IPP> Re: What is a Firewall? - Repeated contribution
Keith Moore <moore@cs.utk.edu> Sat, 04 July 1998 02:31 UTC
Delivery-Date: Fri, 03 Jul 1998 22:31:42 -0400
Return-Path: ipp-owner@pwg.org
Received: from cnri.reston.va.us (ns [132.151.1.1])
by ietf.org (8.8.5/8.8.7a) with ESMTP id WAA01497
for <ietf-archive@ietf.org>; Fri, 3 Jul 1998 22:31:41 -0400 (EDT)
Received: from lists.underscore.com (uscore-1.mv.com [199.125.85.30])
by cnri.reston.va.us (8.8.5/8.8.7a) with ESMTP id WAA26071
for <ietf-archive@cnri.reston.va.us>; Fri, 3 Jul 1998 22:34:02 -0400 (EDT)
Received: from localhost (daemon@localhost) by lists.underscore.com
(8.7.5/8.7.3) with SMTP id WAA22079 for <ietf-archive@cnri.reston.va.us>;
Fri, 3 Jul 1998 22:31:40 -0400 (EDT)
Received: by pwg.org (bulk_mailer v1.5); Fri, 3 Jul 1998 22:27:36 -0400
Received: (from daemon@localhost) by lists.underscore.com (8.7.5/8.7.3) id
WAA21419 for ipp-outgoing; Fri, 3 Jul 1998 22:17:31 -0400 (EDT)
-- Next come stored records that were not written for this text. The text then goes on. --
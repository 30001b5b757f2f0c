//! URL manifest: locating the list file and reading URLs out of it.
//!
//! The manifest is plain UTF-8 text with one URL per line. Blank lines and
//! lines starting with `#` (after trimming) are ignored.

mod locate;
mod read;

pub use locate::locate;
pub use read::{parse_line, read_urls, UrlReader};
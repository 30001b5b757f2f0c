//! Human-readable status lines for a run.

use kfetch_core::archive::{ArchiveKind, ExtractError, ExtractOutcome};
use kfetch_core::downloader::DownloadError;
use kfetch_core::pipeline::{Reporter, RunSummary};
use kfetch_core::progress::ProgressStats;
use std::path::Path;
use std::time::{Duration, Instant};

const PROGRESS_INTERVAL: Duration = Duration::from_millis(500);
const MIB: f64 = 1_048_576.0;

#[derive(Debug, Default)]
pub struct ConsoleReporter {
    last_progress: Option<Instant>,
}

impl ConsoleReporter {
    pub fn new() -> Self {
        Self {
            last_progress: None,
        }
    }

    pub fn print_summary(&self, summary: &RunSummary) {
        if !summary.failed_downloads.is_empty() {
            println!("{} download(s) failed:", summary.failed_downloads.len());
            for (url, err) in &summary.failed_downloads {
                println!("  {}: {}", url, err);
            }
        }
        if !summary.failed_extractions.is_empty() {
            println!("{} file(s) could not be extracted:", summary.failed_extractions.len());
            for (src, err) in &summary.failed_extractions {
                println!("  {}: {}", display_name(src), err);
            }
        }
        println!(
            "Done: {} extracted into {}",
            summary.extracted.len(),
            summary.output_dir.display()
        );
    }
}

fn display_name(path: &Path) -> String {
    path.file_name()
        .map(|n| n.to_string_lossy().into_owned())
        .unwrap_or_else(|| path.display().to_string())
}

/// "12.3 / 45.6 MiB (27.0%)  3.21 MiB/s  ETA 10s", or "12.3 MiB  3.21 MiB/s  ETA ?" without a total.
pub(crate) fn progress_line(stats: &ProgressStats) -> String {
    let done_mib = stats.bytes_done as f64 / MIB;
    let rate_mib = stats.bytes_per_sec() / MIB;
    let eta = stats
        .eta_secs()
        .map(|s| format!("{:.0}s", s))
        .unwrap_or_else(|| "?".to_string());
    match (stats.total_bytes, stats.fraction()) {
        (Some(total), Some(fraction)) => format!(
            "{:.1} / {:.1} MiB ({:.1}%)  {:.2} MiB/s  ETA {}",
            done_mib,
            total as f64 / MIB,
            fraction * 100.0,
            rate_mib,
            eta
        ),
        _ => format!("{:.1} MiB  {:.2} MiB/s  ETA {}", done_mib, rate_mib, eta),
    }
}

impl Reporter for ConsoleReporter {
    fn manifest_found(&mut self, manifest: &Path, download_dir: &Path, output_dir: &Path) {
        println!("Manifest:  {}", manifest.display());
        println!("Downloads: {}", download_dir.display());
        println!("Output:    {}", output_dir.display());
    }

    fn urls_loaded(&mut self, count: usize) {
        println!("{} URL(s) to download", count);
    }

    fn download_started(&mut self, url: &str, _dest: &Path) {
        self.last_progress = None;
        println!("Downloading {}", url);
    }

    fn download_progress(&mut self, _dest: &Path, stats: &ProgressStats) {
        let now = Instant::now();
        let due = self
            .last_progress
            .map_or(true, |last| now.duration_since(last) >= PROGRESS_INTERVAL);
        if due || stats.is_complete() {
            println!("\r  {}  ", progress_line(stats));
            self.last_progress = Some(now);
        }
    }

    fn download_finished(&mut self, dest: &Path, bytes: u64) {
        println!(
            "  saved {} ({:.1} MiB)",
            display_name(dest),
            bytes as f64 / MIB
        );
    }

    fn download_failed(&mut self, url: &str, err: &DownloadError) {
        println!("  failed {}: {}", url, err);
    }

    fn downloads_complete(&mut self, succeeded: usize, failed: usize) {
        if failed > 0 {
            println!("Downloads finished: {} ok, {} failed", succeeded, failed);
        } else {
            println!("Downloads finished: {} file(s)", succeeded);
        }
    }

    fn output_cleaned(&mut self, output_dir: &Path) {
        println!("Cleared {}", output_dir.display());
    }

    fn extraction_started(&mut self, src: &Path, kind: ArchiveKind) {
        println!("Extracting {} ({})", display_name(src), kind);
    }

    fn extraction_finished(&mut self, src: &Path, outcome: &ExtractOutcome) {
        match outcome {
            ExtractOutcome::Unpacked { members } => {
                println!("  {} member(s) unpacked", members)
            }
            ExtractOutcome::Decompressed { target, bytes } => println!(
                "  wrote {} ({} bytes)",
                display_name(target),
                bytes
            ),
            ExtractOutcome::Skipped => println!("  skipped {}", display_name(src)),
        }
    }

    fn extraction_failed(&mut self, src: &Path, err: &ExtractError) {
        println!("  could not extract {}: {}", display_name(src), err);
    }
}
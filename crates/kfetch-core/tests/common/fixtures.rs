//! Archive builders for tests.

use flate2::write::GzEncoder;
use flate2::Compression;
use std::io::Write;

/// tar.gz bytes containing `files` at their given relative paths.
pub fn tar_gz(files: &[(&str, &[u8])]) -> Vec<u8> {
    let enc = GzEncoder::new(Vec::new(), Compression::default());
    let mut builder = tar::Builder::new(enc);
    for (name, data) in files {
        let mut header = tar::Header::new_gnu();
        header.set_size(data.len() as u64);
        header.set_mode(0o644);
        header.set_cksum();
        builder.append_data(&mut header, name, *data).unwrap();
    }
    builder.into_inner().unwrap().finish().unwrap()
}

/// gzip bytes of a single stream.
pub fn gz(data: &[u8]) -> Vec<u8> {
    let mut enc = GzEncoder::new(Vec::new(), Compression::default());
    enc.write_all(data).unwrap();
    enc.finish().unwrap()
}
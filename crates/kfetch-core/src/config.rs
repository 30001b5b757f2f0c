use anyhow::{Context, Result};
use serde::{Deserialize, Serialize};
use std::fs;
use std::path::{Path, PathBuf};
use std::time::Duration;

use crate::downloader::DownloadOptions;

/// What the pipeline does when a single URL fails to download.
#[derive(Debug, Clone, Copy, PartialEq, Eq, Default, Serialize, Deserialize)]
#[serde(rename_all = "kebab-case")]
pub enum DownloadFailurePolicy {
    /// Stop the whole run on the first failed download (nothing is extracted).
    #[default]
    Halt,
    /// Report the failure, keep downloading, then extract whatever arrived.
    KeepGoing,
}

/// Global configuration loaded from `~/.config/kfetch/config.toml`.
#[derive(Debug, Clone, Serialize, Deserialize)]
pub struct FetchConfig {
    /// Root of the data tree. Relative paths are resolved against the working directory.
    pub data_root: PathBuf,
    /// Subdirectory of `data_root` holding the manifest and the downloaded archives.
    pub dataset_dir: String,
    /// File name of the URL manifest.
    pub manifest_name: String,
    /// Subdirectory of `data_root` that receives extracted contents.
    pub output_dir: String,
    /// Receive buffer size handed to curl, in bytes.
    pub buffer_bytes: usize,
    /// Optional connect timeout in seconds (None = transport default).
    #[serde(default)]
    pub connect_timeout_secs: Option<u64>,
    /// "halt" (default) or "keep-going".
    #[serde(default)]
    pub on_download_error: DownloadFailurePolicy,
    /// Remove the output directory before extracting.
    #[serde(default)]
    pub clean_output: bool,
}

impl Default for FetchConfig {
    fn default() -> Self {
        Self {
            data_root: PathBuf::from("data"),
            dataset_dir: "kinetics-dataset".to_string(),
            manifest_name: "k400_subset.txt".to_string(),
            output_dir: "dataset".to_string(),
            buffer_bytes: 256 * 1024,
            connect_timeout_secs: None,
            on_download_error: DownloadFailurePolicy::Halt,
            clean_output: false,
        }
    }
}

impl FetchConfig {
    /// Transfer options derived from this config.
    pub fn download_options(&self) -> DownloadOptions {
        DownloadOptions {
            buffer_size: self.buffer_bytes,
            connect_timeout: self.connect_timeout_secs.map(Duration::from_secs),
        }
    }
}

pub fn config_path() -> Result<PathBuf> {
    let xdg_dirs = xdg::BaseDirectories::with_prefix("kfetch")?;
    Ok(xdg_dirs.place_config_file("config.toml")?)
}

/// Load configuration from disk, creating a default file if none exists.
pub fn load_or_init() -> Result<FetchConfig> {
    let path = config_path()?;
    if !path.exists() {
        let default_cfg = FetchConfig::default();
        let toml = toml::to_string_pretty(&default_cfg)?;
        if let Some(parent) = path.parent() {
            fs::create_dir_all(parent)?;
        }
        fs::write(&path, toml)?;
        tracing::info!("created default config at {}", path.display());
        return Ok(default_cfg);
    }

    load_from(&path)
}

/// Load configuration from an explicit file.
pub fn load_from(path: &Path) -> Result<FetchConfig> {
    let data = fs::read_to_string(path)
        .with_context(|| format!("failed to read config {}", path.display()))?;
    let cfg: FetchConfig = toml::from_str(&data)
        .with_context(|| format!("invalid config {}", path.display()))?;
    Ok(cfg)
}

#[cfg(test)]
mod tests {
    use super::*;

    #[test]
    fn default_config_values() {
        let cfg = FetchConfig::default();
        assert_eq!(cfg.data_root, PathBuf::from("data"));
        assert_eq!(cfg.dataset_dir, "kinetics-dataset");
        assert_eq!(cfg.manifest_name, "k400_subset.txt");
        assert_eq!(cfg.output_dir, "dataset");
        assert_eq!(cfg.on_download_error, DownloadFailurePolicy::Halt);
        assert!(!cfg.clean_output);
    }

    #[test]
    fn config_toml_roundtrip() {
        let cfg = FetchConfig::default();
        let toml = toml::to_string_pretty(&cfg).unwrap();
        let parsed: FetchConfig = toml::from_str(&toml).unwrap();
        assert_eq!(parsed.data_root, cfg.data_root);
        assert_eq!(parsed.manifest_name, cfg.manifest_name);
        assert_eq!(parsed.buffer_bytes, cfg.buffer_bytes);
    }

    #[test]
    fn config_toml_custom_values() {
        let toml = r#"
            data_root = "/srv/data"
            dataset_dir = "k700"
            manifest_name = "urls.txt"
            output_dir = "extracted"
            buffer_bytes = 65536
            connect_timeout_secs = 20
            on_download_error = "keep-going"
            clean_output = true
        "#;
        let cfg: FetchConfig = toml::from_str(toml).unwrap();
        assert_eq!(cfg.data_root, PathBuf::from("/srv/data"));
        assert_eq!(cfg.dataset_dir, "k700");
        assert_eq!(cfg.manifest_name, "urls.txt");
        assert_eq!(cfg.output_dir, "extracted");
        assert_eq!(cfg.on_download_error, DownloadFailurePolicy::KeepGoing);
        assert!(cfg.clean_output);
        let opts = cfg.download_options();
        assert_eq!(opts.buffer_size, 65536);
        assert_eq!(opts.connect_timeout, Some(Duration::from_secs(20)));
    }

    #[test]
    fn config_toml_optional_fields_default() {
        let toml = r#"
            data_root = "data"
            dataset_dir = "kinetics-dataset"
            manifest_name = "k400_subset.txt"
            output_dir = "dataset"
            buffer_bytes = 262144
        "#;
        let cfg: FetchConfig = toml::from_str(toml).unwrap();
        assert!(cfg.connect_timeout_secs.is_none());
        assert_eq!(cfg.on_download_error, DownloadFailurePolicy::Halt);
        assert!(!cfg.clean_output);
    }

    #[test]
    fn load_from_reports_path_on_error() {
        let dir = tempfile::tempdir().unwrap();
        let path = dir.path().join("config.toml");
        std::fs::write(&path, "buffer_bytes = \"lots\"").unwrap();
        let err = load_from(&path).unwrap_err();
        assert!(format!("{:#}", err).contains("config.toml"));
    }
}
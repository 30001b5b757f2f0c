//! Response header tracking for a GET, fed one raw header line at a time.
//!
//! libcurl reports the headers of every response in a redirect chain, so a new
//! status line resets what was collected for the previous hop.

/// Parsed status line: `HTTP/1.1 404 Not Found` → (404, "Not Found").
#[derive(Debug, Clone, PartialEq, Eq)]
pub struct StatusLine {
    pub code: u32,
    pub reason: String,
}

/// Parses an HTTP status line. Returns None for anything that is not one.
pub fn parse_status_line(line: &str) -> Option<StatusLine> {
    let line = line.trim();
    if !line.starts_with("HTTP/") {
        return None;
    }
    let mut parts = line.splitn(3, ' ');
    let _version = parts.next()?;
    let code = parts.next()?.trim().parse::<u32>().ok()?;
    let reason = parts.next().unwrap_or("").trim().to_string();
    Some(StatusLine { code, reason })
}

/// Headers of the last response seen so far.
#[derive(Debug, Default, Clone)]
pub struct ResponseHeaders {
    pub status: Option<StatusLine>,
    pub content_length: Option<u64>,
}

impl ResponseHeaders {
    /// Feed one header line (as delivered by curl, CRLF included or not).
    pub fn feed(&mut self, line: &str) {
        let line = line.trim();
        if line.is_empty() {
            return;
        }
        if let Some(status) = parse_status_line(line) {
            *self = ResponseHeaders {
                status: Some(status),
                content_length: None,
            };
            return;
        }
        if let Some((name, value)) = line.split_once(':') {
            if name.trim().eq_ignore_ascii_case("content-length") {
                self.content_length = value.trim().parse::<u64>().ok();
            }
        }
    }

    /// Reason phrase of the final status line (empty if none, e.g. HTTP/2).
    pub fn reason(&self) -> &str {
        self.status.as_ref().map(|s| s.reason.as_str()).unwrap_or("")
    }
}
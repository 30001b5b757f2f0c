//! Single-stream HTTP GET downloader.
//!
//! Streams the response body into `<dest>.part` through libcurl and renames it
//! onto `dest` once the server answered 2xx and every byte is on disk. The
//! `Content-Length` of the final response only feeds progress reporting.

mod error;
mod headers;

pub use error::DownloadError;
pub use headers::{parse_status_line, ResponseHeaders, StatusLine};

use std::cell::RefCell;
use std::fs;
use std::io;
use std::path::Path;
use std::str;
use std::time::{Duration, Instant};

use crate::progress::ProgressStats;
use crate::storage::PartFile;

/// Transfer knobs for `download`.
#[derive(Debug, Clone, Copy, PartialEq, Eq)]
pub struct DownloadOptions {
    /// Receive buffer handed to curl (bytes per write callback, at most).
    pub buffer_size: usize,
    /// Connect timeout; None keeps libcurl's default.
    pub connect_timeout: Option<Duration>,
}

impl Default for DownloadOptions {
    fn default() -> Self {
        Self {
            buffer_size: 256 * 1024,
            connect_timeout: None,
        }
    }
}

/// Downloads `url` to `dest`, creating parent directories and replacing any existing file.
/// Returns the number of bytes written.
///
/// `progress` is called after every chunk written to disk.
pub fn download(
    url: &str,
    dest: &Path,
    opts: &DownloadOptions,
    progress: &mut dyn FnMut(&ProgressStats),
) -> Result<u64, DownloadError> {
    if let Some(parent) = dest.parent() {
        if !parent.as_os_str().is_empty() {
            fs::create_dir_all(parent)?;
        }
    }

    let mut part = PartFile::create(dest)?;
    match fetch_into(url, &mut part, opts, progress) {
        Ok(()) => {
            let written = part.finalize()?;
            tracing::info!(url, bytes = written, "saved {}", dest.display());
            Ok(written)
        }
        Err(e) => {
            tracing::warn!(url, "download failed: {}", e);
            part.discard();
            Err(e)
        }
    }
}

fn fetch_into(
    url: &str,
    part: &mut PartFile,
    opts: &DownloadOptions,
    progress: &mut dyn FnMut(&ProgressStats),
) -> Result<(), DownloadError> {
    let headers = RefCell::new(ResponseHeaders::default());
    let storage_error: RefCell<Option<io::Error>> = RefCell::new(None);
    let started = Instant::now();

    let mut easy = curl::easy::Easy::new();
    easy.url(url)?;
    easy.follow_location(true)?;
    easy.max_redirections(10)?;
    easy.buffer_size(opts.buffer_size)?;
    if let Some(timeout) = opts.connect_timeout {
        easy.connect_timeout(timeout)?;
    }

    {
        let mut transfer = easy.transfer();
        transfer.header_function(|data| {
            if let Ok(s) = str::from_utf8(data) {
                headers.borrow_mut().feed(s);
            }
            true
        })?;
        transfer.write_function(|data| {
            let (success, total) = {
                let h = headers.borrow();
                let success = h
                    .status
                    .as_ref()
                    .map_or(true, |s| (200..300).contains(&s.code));
                (success, h.content_length)
            };
            // Error bodies are drained, not stored; the status is reported after perform().
            if !success {
                return Ok(data.len());
            }
            if let Err(e) = part.write_chunk(data) {
                let _ = storage_error.borrow_mut().replace(e);
                return Ok(0); // abort transfer
            }
            progress(&ProgressStats {
                bytes_done: part.written(),
                total_bytes: total,
                elapsed_secs: started.elapsed().as_secs_f64(),
            });
            Ok(data.len())
        })?;

        if let Err(e) = transfer.perform() {
            if e.is_write_error() {
                if let Some(io_err) = storage_error.borrow_mut().take() {
                    return Err(DownloadError::Io(io_err));
                }
            }
            return Err(DownloadError::Transport(e));
        }
    }

    // Non-HTTP schemes (file://) report 0.
    let code = easy.response_code()?;
    if code != 0 && !(200..300).contains(&code) {
        return Err(DownloadError::Http {
            code,
            reason: headers.borrow().reason().to_string(),
        });
    }
    tracing::debug!(url, code, content_length = ?headers.borrow().content_length, "GET finished");
    Ok(())
}
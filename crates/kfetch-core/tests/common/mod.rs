pub mod fixtures;
pub mod static_server;
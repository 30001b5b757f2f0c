//! Minimal HTTP/1.1 server for integration tests.
//!
//! Serves a fixed table of paths. Each route has a status and body and can
//! omit `Content-Length` (the body then ends when the connection closes).
//! Unknown paths get 404.

use std::collections::HashMap;
use std::io::{Read, Write};
use std::net::TcpListener;
use std::sync::Arc;
use std::thread;

#[derive(Debug, Clone)]
pub struct Route {
    pub status: u16,
    pub reason: &'static str,
    pub body: Vec<u8>,
    /// If false, no `Content-Length` header is sent.
    pub content_length: bool,
}

impl Route {
    pub fn ok(body: Vec<u8>) -> Self {
        Route {
            status: 200,
            reason: "OK",
            body,
            content_length: true,
        }
    }

    pub fn ok_without_length(body: Vec<u8>) -> Self {
        Route {
            content_length: false,
            ..Route::ok(body)
        }
    }

    pub fn not_found() -> Self {
        Route {
            status: 404,
            reason: "Not Found",
            body: b"no such file".to_vec(),
            content_length: true,
        }
    }
}

/// Starts a server in a background thread. Returns the base URL without a
/// trailing slash (e.g. "http://127.0.0.1:12345"). Runs until the process exits.
pub fn start(routes: Vec<(&str, Route)>) -> String {
    let listener = TcpListener::bind("127.0.0.1:0").expect("bind");
    let port = listener.local_addr().unwrap().port();
    let routes: Arc<HashMap<String, Route>> = Arc::new(
        routes
            .into_iter()
            .map(|(path, route)| (path.to_string(), route))
            .collect(),
    );
    thread::spawn(move || {
        for stream in listener.incoming().flatten() {
            let routes = Arc::clone(&routes);
            thread::spawn(move || handle(stream, &routes));
        }
    });
    format!("http://127.0.0.1:{}", port)
}

fn handle(mut stream: std::net::TcpStream, routes: &HashMap<String, Route>) {
    let _ = stream.set_read_timeout(Some(std::time::Duration::from_secs(2)));
    let _ = stream.set_write_timeout(Some(std::time::Duration::from_secs(2)));
    let mut buf = Vec::with_capacity(1024);
    let mut chunk = [0u8; 1024];
    // Read the whole request head so closing the socket does not reset it.
    while !buf.windows(4).any(|w| w == b"\r\n\r\n") {
        match stream.read(&mut chunk) {
            Ok(0) => break,
            Ok(n) => buf.extend_from_slice(&chunk[..n]),
            Err(_) => return,
        }
    }
    let request = match std::str::from_utf8(&buf) {
        Ok(s) => s,
        Err(_) => return,
    };
    let (method, path) = parse_request_line(request);
    if !method.eq_ignore_ascii_case("GET") {
        let _ = stream.write_all(b"HTTP/1.1 405 Method Not Allowed\r\nConnection: close\r\n\r\n");
        return;
    }

    let route = routes.get(path).cloned().unwrap_or_else(Route::not_found);
    let length_header = if route.content_length {
        format!("Content-Length: {}\r\n", route.body.len())
    } else {
        String::new()
    };
    let response = format!(
        "HTTP/1.1 {} {}\r\n{}Connection: close\r\n\r\n",
        route.status, route.reason, length_header
    );
    let _ = stream.write_all(response.as_bytes());
    let _ = stream.write_all(&route.body);
    let _ = stream.flush();
}

/// Returns (method, path) from the request line.
fn parse_request_line(request: &str) -> (&str, &str) {
    let line = request.lines().next().unwrap_or("");
    let mut parts = line.split_whitespace();
    let method = parts.next().unwrap_or("");
    let path = parts.next().unwrap_or("/");
    (method, path)
}
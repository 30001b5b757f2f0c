//! Lazy line reader yielding URLs in file order.

use std::fs::File;
use std::io::{self, BufRead, BufReader, Lines};
use std::path::Path;

/// Applies the manifest line rule: trimmed, non-empty, not a `#` comment.
pub fn parse_line(line: &str) -> Option<&str> {
    let s = line.trim();
    if s.is_empty() || s.starts_with('#') {
        None
    } else {
        Some(s)
    }
}

/// Iterator over the URLs of a manifest file. Opening the file again restarts the sequence.
pub struct UrlReader<R> {
    lines: Lines<R>,
}

impl UrlReader<BufReader<File>> {
    pub fn open(path: &Path) -> io::Result<Self> {
        let file = File::open(path)?;
        Ok(Self::new(BufReader::new(file)))
    }
}

impl<R: BufRead> UrlReader<R> {
    pub fn new(reader: R) -> Self {
        UrlReader {
            lines: reader.lines(),
        }
    }
}

impl<R: BufRead> Iterator for UrlReader<R> {
    type Item = io::Result<String>;

    fn next(&mut self) -> Option<Self::Item> {
        loop {
            match self.lines.next()? {
                Ok(line) => {
                    if let Some(url) = parse_line(&line) {
                        return Some(Ok(url.to_string()));
                    }
                }
                Err(e) => return Some(Err(e)),
            }
        }
    }
}

/// Collects every URL of the manifest at `path`.
pub fn read_urls(path: &Path) -> io::Result<Vec<String>> {
    UrlReader::open(path)?.collect()
}
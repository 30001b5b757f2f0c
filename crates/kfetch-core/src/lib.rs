pub mod config;
pub mod logging;

pub mod archive;
pub mod downloader;
pub mod layout;
pub mod manifest;
pub mod pipeline;
pub mod progress;
pub mod storage;
pub mod url_model;
//! Local filename derivation for manifest URLs.
//!
//! Each download is saved beside the manifest under the last path segment of
//! its URL. The segment is used as written (no percent-decoding); only
//! characters a filename cannot hold are replaced.

mod path;
mod sanitize;

pub use path::filename_from_url_path;
pub use sanitize::sanitize_filename_for_linux;

/// Default filename when the URL path yields nothing usable.
const DEFAULT_FILENAME: &str = "download.bin";

/// Derives a safe filename for saving the download of `url`.
///
/// # Examples
///
/// - `derive_filename("https://example.com/k400/part_0.tar.gz")` → `"part_0.tar.gz"`
/// - `derive_filename("https://example.com/")` → `"download.bin"`
pub fn derive_filename(url: &str) -> String {
    let raw = match filename_from_url_path(url) {
        Some(c) => c,
        None => return DEFAULT_FILENAME.to_string(),
    };

    let sanitized = sanitize_filename_for_linux(&raw);
    if sanitized.is_empty() || sanitized == "." || sanitized == ".." {
        DEFAULT_FILENAME.to_string()
    } else {
        sanitized
    }
}
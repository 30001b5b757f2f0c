//! Logging setup: a plain-text log under the XDG state dir, or stderr.
//!
//! `RUST_LOG` overrides the default filter either way.

use anyhow::{Context, Result};
use std::fs::{self, File, OpenOptions};
use std::path::{Path, PathBuf};
use std::sync::Mutex;
use tracing_subscriber::EnvFilter;

const DEFAULT_FILTER: &str = "info,kfetch=debug,kfetch_core=debug";
const LOG_FILE_NAME: &str = "kfetch.log";

fn env_filter() -> EnvFilter {
    EnvFilter::try_from_default_env().unwrap_or_else(|_| EnvFilter::new(DEFAULT_FILTER))
}

/// `$XDG_STATE_HOME/kfetch/kfetch.log`, with the directory created.
pub fn log_path() -> Result<PathBuf> {
    let dirs = xdg::BaseDirectories::with_prefix("kfetch")?;
    let path = dirs
        .place_state_file(LOG_FILE_NAME)
        .context("failed to create kfetch state directory")?;
    Ok(path)
}

fn open_append(path: &Path) -> Result<File> {
    if let Some(parent) = path.parent() {
        fs::create_dir_all(parent)?;
    }
    OpenOptions::new()
        .create(true)
        .append(true)
        .open(path)
        .with_context(|| format!("failed to open log file {}", path.display()))
}

/// Installs the global subscriber writing to the state log file.
/// Fails if the file cannot be opened or a subscriber is already set; the
/// caller then falls back to `init_logging_stderr`.
pub fn init_logging() -> Result<()> {
    let path = log_path()?;
    let file = open_append(&path)?;

    tracing_subscriber::fmt()
        .with_env_filter(env_filter())
        .with_writer(Mutex::new(file))
        .with_ansi(false)
        .try_init()
        .map_err(|e| anyhow::anyhow!("{}", e))?;

    tracing::info!("kfetch logging to {}", path.display());
    Ok(())
}

/// Installs a stderr subscriber. A subscriber that is already set is left alone.
pub fn init_logging_stderr() {
    let _ = tracing_subscriber::fmt()
        .with_env_filter(env_filter())
        .with_writer(std::io::stderr)
        .with_ansi(false)
        .try_init();
}
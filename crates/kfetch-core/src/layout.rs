//! Resolved filesystem layout for a run: where to look for the manifest and
//! where extracted contents go.

use std::path::{Path, PathBuf};

use crate::config::FetchConfig;

/// Manifest candidates (in priority order) and the extraction root.
#[derive(Debug, Clone, PartialEq, Eq)]
pub struct Layout {
    pub manifest_candidates: Vec<PathBuf>,
    pub output_dir: PathBuf,
}

impl Layout {
    /// Build the layout from config.
    ///
    /// Candidates, in order:
    /// 1. `<data_root>/<dataset_dir>/<manifest_name>`
    /// 2. `<cwd>/<manifest_name>`
    /// 3. `<exe_dir>/<manifest_name>` (only when `exe_dir` is known)
    ///
    /// A relative `data_root` is taken relative to `cwd`.
    pub fn resolve(cfg: &FetchConfig, cwd: &Path, exe_dir: Option<&Path>) -> Self {
        let data_root = if cfg.data_root.is_absolute() {
            cfg.data_root.clone()
        } else {
            cwd.join(&cfg.data_root)
        };

        let mut manifest_candidates = vec![
            data_root.join(&cfg.dataset_dir).join(&cfg.manifest_name),
            cwd.join(&cfg.manifest_name),
        ];
        if let Some(dir) = exe_dir {
            manifest_candidates.push(dir.join(&cfg.manifest_name));
        }

        Layout {
            manifest_candidates,
            output_dir: data_root.join(&cfg.output_dir),
        }
    }

    /// Layout for the current process: working directory plus the directory of the running executable.
    pub fn for_current_process(cfg: &FetchConfig) -> std::io::Result<Self> {
        let cwd = std::env::current_dir()?;
        let exe_dir = std::env::current_exe()
            .ok()
            .and_then(|p| p.parent().map(Path::to_path_buf));
        Ok(Self::resolve(cfg, &cwd, exe_dir.as_deref()))
    }

    /// Replace the candidate list with a single explicit manifest path.
    pub fn with_manifest(mut self, manifest: PathBuf) -> Self {
        self.manifest_candidates = vec![manifest];
        self
    }

    pub fn with_output_dir(mut self, output_dir: PathBuf) -> Self {
        self.output_dir = output_dir;
        self
    }
}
Message-Id: <199807040217.WAA21909@spot.cs.utk.edu>
X-URI: http://www.cs.utk.edu/~moore/
From: Keith Moore <moore@cs.utk.edu>
To: Carl-Uno Manros <carl@manros.com>
cc: moore@cs.utk.edu, ipp@pwg.org, moore@cs.utk.edu
Subject: IPP> Re: What is a Firewall? - Repeated contribution
In-reply-to: Your message of "Fri, 03 Jul 1998 18:28:24 PDT."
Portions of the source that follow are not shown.